Saved data entries:
⟨

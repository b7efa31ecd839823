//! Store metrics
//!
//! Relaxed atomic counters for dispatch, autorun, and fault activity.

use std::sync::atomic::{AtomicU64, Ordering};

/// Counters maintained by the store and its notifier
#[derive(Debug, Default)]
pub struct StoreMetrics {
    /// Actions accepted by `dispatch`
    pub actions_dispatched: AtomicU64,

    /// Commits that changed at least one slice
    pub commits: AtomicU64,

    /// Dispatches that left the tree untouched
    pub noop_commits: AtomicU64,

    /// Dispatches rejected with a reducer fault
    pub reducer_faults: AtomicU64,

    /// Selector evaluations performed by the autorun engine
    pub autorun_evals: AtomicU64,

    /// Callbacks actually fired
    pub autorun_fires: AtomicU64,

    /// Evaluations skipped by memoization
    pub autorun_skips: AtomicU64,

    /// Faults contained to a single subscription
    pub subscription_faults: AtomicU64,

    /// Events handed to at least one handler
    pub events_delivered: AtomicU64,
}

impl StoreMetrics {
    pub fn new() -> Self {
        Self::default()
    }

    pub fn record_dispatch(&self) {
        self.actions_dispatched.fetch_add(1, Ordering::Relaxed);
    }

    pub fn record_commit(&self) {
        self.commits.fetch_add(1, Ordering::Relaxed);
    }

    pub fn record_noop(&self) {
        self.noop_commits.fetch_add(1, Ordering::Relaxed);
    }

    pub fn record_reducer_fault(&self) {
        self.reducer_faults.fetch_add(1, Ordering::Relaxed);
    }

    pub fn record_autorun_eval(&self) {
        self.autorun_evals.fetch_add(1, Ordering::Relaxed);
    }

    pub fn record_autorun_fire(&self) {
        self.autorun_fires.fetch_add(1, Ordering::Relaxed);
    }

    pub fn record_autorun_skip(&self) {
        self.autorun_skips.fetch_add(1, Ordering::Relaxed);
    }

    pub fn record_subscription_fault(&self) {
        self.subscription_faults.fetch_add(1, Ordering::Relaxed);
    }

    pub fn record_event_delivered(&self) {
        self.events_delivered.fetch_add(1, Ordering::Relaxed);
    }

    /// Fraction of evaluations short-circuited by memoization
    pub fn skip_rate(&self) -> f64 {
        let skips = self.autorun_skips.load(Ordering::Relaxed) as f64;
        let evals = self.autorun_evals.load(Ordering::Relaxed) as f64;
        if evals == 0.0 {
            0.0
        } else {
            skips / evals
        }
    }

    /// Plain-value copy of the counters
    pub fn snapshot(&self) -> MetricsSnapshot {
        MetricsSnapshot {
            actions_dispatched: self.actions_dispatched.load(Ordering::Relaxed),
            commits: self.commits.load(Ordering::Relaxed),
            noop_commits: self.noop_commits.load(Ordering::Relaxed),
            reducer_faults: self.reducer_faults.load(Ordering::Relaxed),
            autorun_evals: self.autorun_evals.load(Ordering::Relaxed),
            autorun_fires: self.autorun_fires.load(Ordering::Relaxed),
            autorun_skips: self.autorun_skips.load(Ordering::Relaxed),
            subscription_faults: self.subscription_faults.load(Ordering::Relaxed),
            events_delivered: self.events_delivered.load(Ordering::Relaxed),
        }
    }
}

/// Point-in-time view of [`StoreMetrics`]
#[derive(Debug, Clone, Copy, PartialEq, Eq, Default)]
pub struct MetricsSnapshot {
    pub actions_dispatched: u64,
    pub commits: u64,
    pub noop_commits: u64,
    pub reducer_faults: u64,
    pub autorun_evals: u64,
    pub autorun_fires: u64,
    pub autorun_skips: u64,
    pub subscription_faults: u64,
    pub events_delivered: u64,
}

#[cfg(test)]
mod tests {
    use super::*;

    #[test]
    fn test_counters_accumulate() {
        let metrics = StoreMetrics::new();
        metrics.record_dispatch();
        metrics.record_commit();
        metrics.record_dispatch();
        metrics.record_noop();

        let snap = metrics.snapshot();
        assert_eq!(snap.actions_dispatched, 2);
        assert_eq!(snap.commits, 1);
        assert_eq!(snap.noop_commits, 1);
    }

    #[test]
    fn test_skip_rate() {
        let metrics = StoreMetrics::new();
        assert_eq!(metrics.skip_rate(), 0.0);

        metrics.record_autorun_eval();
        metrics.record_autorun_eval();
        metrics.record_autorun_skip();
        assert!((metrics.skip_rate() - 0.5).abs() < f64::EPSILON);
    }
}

⟩
⟨

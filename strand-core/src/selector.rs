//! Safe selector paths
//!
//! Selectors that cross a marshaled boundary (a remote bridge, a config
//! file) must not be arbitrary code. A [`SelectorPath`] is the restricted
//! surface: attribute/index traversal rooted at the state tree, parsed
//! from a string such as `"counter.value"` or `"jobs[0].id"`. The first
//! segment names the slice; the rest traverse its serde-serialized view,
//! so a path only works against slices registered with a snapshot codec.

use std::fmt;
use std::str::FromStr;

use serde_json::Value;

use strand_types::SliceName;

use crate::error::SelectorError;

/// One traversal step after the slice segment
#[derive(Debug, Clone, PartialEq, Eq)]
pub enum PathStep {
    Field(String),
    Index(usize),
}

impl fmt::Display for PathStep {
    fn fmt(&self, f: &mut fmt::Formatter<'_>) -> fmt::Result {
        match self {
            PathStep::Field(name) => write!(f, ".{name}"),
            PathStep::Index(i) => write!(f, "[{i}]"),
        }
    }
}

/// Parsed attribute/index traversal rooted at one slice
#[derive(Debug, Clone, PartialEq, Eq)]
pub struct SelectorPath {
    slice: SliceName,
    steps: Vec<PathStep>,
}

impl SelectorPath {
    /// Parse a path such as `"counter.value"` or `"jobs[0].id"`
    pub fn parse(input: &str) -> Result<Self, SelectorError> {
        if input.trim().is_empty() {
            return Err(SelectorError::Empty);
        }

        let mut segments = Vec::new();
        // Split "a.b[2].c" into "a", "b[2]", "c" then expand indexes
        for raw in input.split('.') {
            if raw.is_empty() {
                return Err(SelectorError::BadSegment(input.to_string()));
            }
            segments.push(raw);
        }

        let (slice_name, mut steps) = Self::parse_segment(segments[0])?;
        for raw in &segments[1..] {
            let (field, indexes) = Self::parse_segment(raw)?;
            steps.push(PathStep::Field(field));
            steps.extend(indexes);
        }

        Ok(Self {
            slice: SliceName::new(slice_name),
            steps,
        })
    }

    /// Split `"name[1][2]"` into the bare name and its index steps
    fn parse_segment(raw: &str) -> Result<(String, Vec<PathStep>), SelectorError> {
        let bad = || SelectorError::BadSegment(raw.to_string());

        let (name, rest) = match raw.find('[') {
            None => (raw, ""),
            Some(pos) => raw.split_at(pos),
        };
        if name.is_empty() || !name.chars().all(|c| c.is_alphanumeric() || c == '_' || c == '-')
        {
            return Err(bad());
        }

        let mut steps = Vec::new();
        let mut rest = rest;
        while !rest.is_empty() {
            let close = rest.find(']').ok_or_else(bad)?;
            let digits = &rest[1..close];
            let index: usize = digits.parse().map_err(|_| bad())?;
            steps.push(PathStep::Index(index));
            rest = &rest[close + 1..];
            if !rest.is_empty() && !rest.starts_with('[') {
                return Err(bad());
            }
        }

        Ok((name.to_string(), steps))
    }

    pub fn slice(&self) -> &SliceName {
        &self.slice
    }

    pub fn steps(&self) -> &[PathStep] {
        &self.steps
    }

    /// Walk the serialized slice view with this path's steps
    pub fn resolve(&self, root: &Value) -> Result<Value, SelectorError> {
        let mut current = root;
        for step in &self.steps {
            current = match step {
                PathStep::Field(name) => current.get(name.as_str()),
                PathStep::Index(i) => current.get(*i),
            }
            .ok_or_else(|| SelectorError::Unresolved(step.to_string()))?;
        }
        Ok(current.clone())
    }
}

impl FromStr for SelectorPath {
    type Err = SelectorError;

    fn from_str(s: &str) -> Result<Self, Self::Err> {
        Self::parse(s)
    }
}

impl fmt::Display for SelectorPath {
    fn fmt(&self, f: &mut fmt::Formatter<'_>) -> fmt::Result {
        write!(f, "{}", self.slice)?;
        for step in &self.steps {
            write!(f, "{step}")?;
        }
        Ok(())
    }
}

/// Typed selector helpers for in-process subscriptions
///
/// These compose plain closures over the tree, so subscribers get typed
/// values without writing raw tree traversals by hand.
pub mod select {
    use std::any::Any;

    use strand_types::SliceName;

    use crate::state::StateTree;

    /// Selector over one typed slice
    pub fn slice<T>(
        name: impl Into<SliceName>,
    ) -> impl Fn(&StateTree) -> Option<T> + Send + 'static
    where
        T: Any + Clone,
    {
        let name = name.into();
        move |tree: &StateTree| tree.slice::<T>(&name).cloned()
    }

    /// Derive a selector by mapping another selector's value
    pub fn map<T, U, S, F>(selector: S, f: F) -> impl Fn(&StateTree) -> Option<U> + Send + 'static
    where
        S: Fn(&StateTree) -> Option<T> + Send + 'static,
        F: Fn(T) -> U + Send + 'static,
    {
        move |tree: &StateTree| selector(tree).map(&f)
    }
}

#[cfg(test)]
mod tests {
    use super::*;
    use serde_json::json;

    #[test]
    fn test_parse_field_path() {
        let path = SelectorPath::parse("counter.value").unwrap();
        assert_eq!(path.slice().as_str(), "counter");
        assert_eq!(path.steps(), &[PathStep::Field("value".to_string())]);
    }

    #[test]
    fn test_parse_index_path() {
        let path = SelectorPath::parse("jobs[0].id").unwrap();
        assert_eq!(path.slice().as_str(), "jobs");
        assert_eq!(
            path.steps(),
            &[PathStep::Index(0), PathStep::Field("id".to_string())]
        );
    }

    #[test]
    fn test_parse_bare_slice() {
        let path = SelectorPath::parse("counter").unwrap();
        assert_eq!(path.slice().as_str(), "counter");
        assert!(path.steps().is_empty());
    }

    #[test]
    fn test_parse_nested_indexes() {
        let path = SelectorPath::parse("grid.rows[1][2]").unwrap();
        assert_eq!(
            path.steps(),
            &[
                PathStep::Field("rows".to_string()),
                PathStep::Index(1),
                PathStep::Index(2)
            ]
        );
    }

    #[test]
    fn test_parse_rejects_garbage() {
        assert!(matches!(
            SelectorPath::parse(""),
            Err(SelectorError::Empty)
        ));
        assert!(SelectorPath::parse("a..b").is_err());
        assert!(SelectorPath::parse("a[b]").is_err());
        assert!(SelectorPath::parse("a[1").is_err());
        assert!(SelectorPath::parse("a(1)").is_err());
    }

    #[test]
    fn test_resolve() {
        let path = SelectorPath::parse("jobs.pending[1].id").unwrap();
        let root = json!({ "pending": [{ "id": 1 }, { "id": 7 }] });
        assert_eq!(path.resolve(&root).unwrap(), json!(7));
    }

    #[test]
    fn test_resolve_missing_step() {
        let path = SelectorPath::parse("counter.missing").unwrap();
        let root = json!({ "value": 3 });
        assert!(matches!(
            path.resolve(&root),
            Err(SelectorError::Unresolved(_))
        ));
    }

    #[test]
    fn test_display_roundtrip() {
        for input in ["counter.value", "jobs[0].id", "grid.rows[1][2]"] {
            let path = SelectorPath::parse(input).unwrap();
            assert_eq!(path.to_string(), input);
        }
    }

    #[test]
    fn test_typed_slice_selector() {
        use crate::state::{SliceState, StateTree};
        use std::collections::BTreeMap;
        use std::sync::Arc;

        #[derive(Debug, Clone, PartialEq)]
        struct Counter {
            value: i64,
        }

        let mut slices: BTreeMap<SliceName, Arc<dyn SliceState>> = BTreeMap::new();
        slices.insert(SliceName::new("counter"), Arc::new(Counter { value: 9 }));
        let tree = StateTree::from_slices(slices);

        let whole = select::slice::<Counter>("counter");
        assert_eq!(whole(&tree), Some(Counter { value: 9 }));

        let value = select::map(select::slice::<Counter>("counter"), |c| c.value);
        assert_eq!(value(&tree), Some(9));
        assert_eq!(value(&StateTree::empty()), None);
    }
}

⟩

TASK DIRECTIONS: Match on "find" and report each line of the data above that has it.

TASK SOLUTION:
        let (name, rest) = match raw.find('[') {
            let close = rest.find(']').ok_or_else(bad)?;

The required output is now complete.